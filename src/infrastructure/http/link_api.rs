//! HTTP/JSON implementation of [`LinkApi`] backed by `reqwest`.

use crate::api::dto::{
    ErrorResponse, HealthResponse, LinkInfoResponse, ShortenRequest, ShortenResponse,
};
use crate::api::{HEALTH_PATH, LINKS_PATH, SHORTEN_PATH};
use crate::config::Config;
use crate::domain::entities::{CreateRequest, CreateResult, LookupRequest, LookupResult};
use crate::domain::ports::LinkApi;
use crate::error::ClientError;

use async_trait::async_trait;
use reqwest::{Client, RequestBuilder};
use serde::de::DeserializeOwned;
use std::time::Duration;
use url::Url;

const USER_AGENT: &str = concat!(env!("CARGO_PKG_NAME"), "/", env!("CARGO_PKG_VERSION"));

/// Client for the shortening service.
///
/// Every request is bounded by the configured timeout; an expired timeout is
/// reported as [`ClientError::Transport`]. Requests are never retried.
#[derive(Debug, Clone)]
pub struct HttpLinkApi {
    client: Client,
    base_url: Url,
}

impl HttpLinkApi {
    /// Creates a client for the service at `base_url`.
    ///
    /// # Errors
    ///
    /// Returns [`ClientError::Transport`] if the underlying HTTP client cannot
    /// be built (e.g. TLS backend initialization fails).
    pub fn new(base_url: Url, timeout: Duration) -> Result<Self, ClientError> {
        let client = Client::builder()
            .timeout(timeout)
            .user_agent(USER_AGENT)
            .build()?;

        Ok(Self { client, base_url })
    }

    pub fn from_config(config: &Config) -> Result<Self, ClientError> {
        Self::new(config.api_base_url.clone(), config.request_timeout())
    }

    /// Resolves an endpoint below the base URL.
    ///
    /// Each segment is percent-encoded, so a code containing `/` or `?` stays
    /// a single path segment. The segments `.` and `..` would be resolved away
    /// by URL normalization; [`LookupRequest`] rejects them as codes.
    fn endpoint(&self, segments: &[&str]) -> Result<Url, ClientError> {
        let mut url = self.base_url.clone();
        url.path_segments_mut()
            .map_err(|_| ClientError::transport(format!("invalid base URL: {}", self.base_url)))?
            .pop_if_empty()
            .extend(segments);
        Ok(url)
    }

    /// Sends a request and decodes a 2xx JSON body into `T`.
    async fn execute<T: DeserializeOwned>(&self, request: RequestBuilder) -> Result<T, ClientError> {
        let response = request.send().await?;
        let status = response.status();

        if !status.is_success() {
            let body = match response.bytes().await {
                Ok(body) => body,
                Err(e) => {
                    tracing::debug!(
                        status = status.as_u16(),
                        error = %e,
                        "failed to read error body"
                    );
                    Default::default()
                }
            };
            let parsed = ErrorResponse::from_body(&body);
            tracing::debug!(
                status = status.as_u16(),
                kind = ?parsed.error,
                message = ?parsed.message,
                "service rejected request"
            );
            let message = parsed.message().map(str::to_string);
            return Err(ClientError::service(status.as_u16(), message));
        }

        Ok(response.json::<T>().await?)
    }
}

#[async_trait]
impl LinkApi for HttpLinkApi {
    async fn shorten(&self, request: &CreateRequest) -> Result<CreateResult, ClientError> {
        let url = self.endpoint(SHORTEN_PATH)?;
        tracing::debug!(%url, custom_code = ?request.custom_code, "creating short link");

        let body = ShortenRequest::from(request);
        let response: ShortenResponse = self.execute(self.client.post(url).json(&body)).await?;

        Ok(response.into())
    }

    async fn lookup(&self, request: &LookupRequest) -> Result<LookupResult, ClientError> {
        let mut segments = LINKS_PATH.to_vec();
        segments.push(request.code.as_str());
        let url = self.endpoint(&segments)?;
        tracing::debug!(%url, "looking up short link");

        let response: LinkInfoResponse = self.execute(self.client.get(url)).await?;

        Ok(response.into())
    }

    async fn health(&self) -> Result<(), ClientError> {
        let url = self.endpoint(HEALTH_PATH)?;
        let response: HealthResponse = self.execute(self.client.get(url)).await?;

        if response.is_ok() {
            Ok(())
        } else {
            Err(ClientError::transport(format!(
                "service reported status '{}'",
                response.status
            )))
        }
    }
}

#[cfg(test)]
mod tests {
    use super::*;

    fn api(base: &str) -> HttpLinkApi {
        HttpLinkApi::new(Url::parse(base).unwrap(), Duration::from_secs(5)).unwrap()
    }

    #[test]
    fn test_endpoint_without_trailing_slash() {
        let url = api("http://localhost:8080").endpoint(SHORTEN_PATH).unwrap();
        assert_eq!(url.as_str(), "http://localhost:8080/api/v1/shorten");
    }

    #[test]
    fn test_endpoint_keeps_base_prefix() {
        let url = api("https://example.com/shortener/")
            .endpoint(HEALTH_PATH)
            .unwrap();
        assert_eq!(url.as_str(), "https://example.com/shortener/healthz");
    }

    #[test]
    fn test_endpoint_encodes_code_segment() {
        let url = api("http://localhost:8080")
            .endpoint(&["api", "v1", "links", "a/b?c"])
            .unwrap();
        assert_eq!(url.as_str(), "http://localhost:8080/api/v1/links/a%2Fb%3Fc");
    }

    #[test]
    fn test_endpoint_keeps_dotted_codes() {
        let url = api("http://localhost:8080")
            .endpoint(&["api", "v1", "links", "..."])
            .unwrap();
        assert_eq!(url.as_str(), "http://localhost:8080/api/v1/links/...");
    }
}
//! Plain-text rendering of interaction states.
//!
//! Renderers produce unstyled lines; callers decide on colors and layout.

use chrono::{DateTime, Utc};

use crate::domain::entities::{
    AccessStatus, CreateResult, InteractionState, LookupResult,
};

const TIMESTAMP_FORMAT: &str = "%Y-%m-%d %H:%M:%S UTC";

fn format_timestamp(at: &DateTime<Utc>) -> String {
    at.format(TIMESTAMP_FORMAT).to_string()
}

fn format_expiry(expire_at: Option<&DateTime<Utc>>) -> String {
    expire_at.map_or_else(|| "never expires".to_string(), format_timestamp)
}

/// Renders the create slot.
///
/// `Idle` renders nothing.
pub fn render_create(state: &InteractionState<CreateResult>) -> Vec<String> {
    match state {
        InteractionState::Idle => Vec::new(),
        InteractionState::Pending => vec!["Creating short link...".to_string()],
        InteractionState::Failed(message) => vec![message.clone()],
        InteractionState::Succeeded(result) => vec![
            format!("Short URL:    {}", result.short_url),
            format!("Code:         {}", result.code),
            format!("Original URL: {}", result.long_url),
            format!("Expires:      {}", format_expiry(result.expire_at.as_ref())),
        ],
    }
}

/// Renders the lookup slot.
///
/// A link without `last_accessed_at` shows `never accessed` regardless of
/// its click count.
pub fn render_lookup(state: &InteractionState<LookupResult>) -> Vec<String> {
    match state {
        InteractionState::Idle => Vec::new(),
        InteractionState::Pending => vec!["Looking up short link...".to_string()],
        InteractionState::Failed(message) => vec![message.clone()],
        InteractionState::Succeeded(result) => {
            let last_access = match result.access_status() {
                AccessStatus::NeverAccessed => "never accessed".to_string(),
                AccessStatus::LastAccessed(at) => format_timestamp(&at),
            };

            let mut expires = format_expiry(result.expire_at.as_ref());
            if result.is_expired() {
                expires.push_str(" (expired)");
            }

            vec![
                format!("Code:          {}", result.code),
                format!("Original URL:  {}", result.long_url),
                format!("Created:       {}", format_timestamp(&result.created_at)),
                format!("Expires:       {expires}"),
                format!("Clicks:        {}", result.click_count),
                format!("Last accessed: {last_access}"),
            ]
        }
    }
}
::::::::
Restate the listing word for word, but only from its first line through the line with "expired timeout is", keeping both end lines.

filename src/infrastructure/http/link_api.rs
//! HTTP/JSON implementation of [`LinkApi`] backed by `reqwest`.

use crate::api::dto::{
    ErrorResponse, HealthResponse, LinkInfoResponse, ShortenRequest, ShortenResponse,
};
use crate::api::{HEALTH_PATH, LINKS_PATH, SHORTEN_PATH};
use crate::config::Config;
use crate::domain::entities::{CreateRequest, CreateResult, LookupRequest, LookupResult};
use crate::domain::ports::LinkApi;
use crate::error::ClientError;

use async_trait::async_trait;
use reqwest::{Client, RequestBuilder};
use serde::de::DeserializeOwned;
use std::time::Duration;
use url::Url;

const USER_AGENT: &str = concat!(env!("CARGO_PKG_NAME"), "/", env!("CARGO_PKG_VERSION"));

/// Client for the shortening service.
///
/// Every request is bounded by the configured timeout; an expired timeout is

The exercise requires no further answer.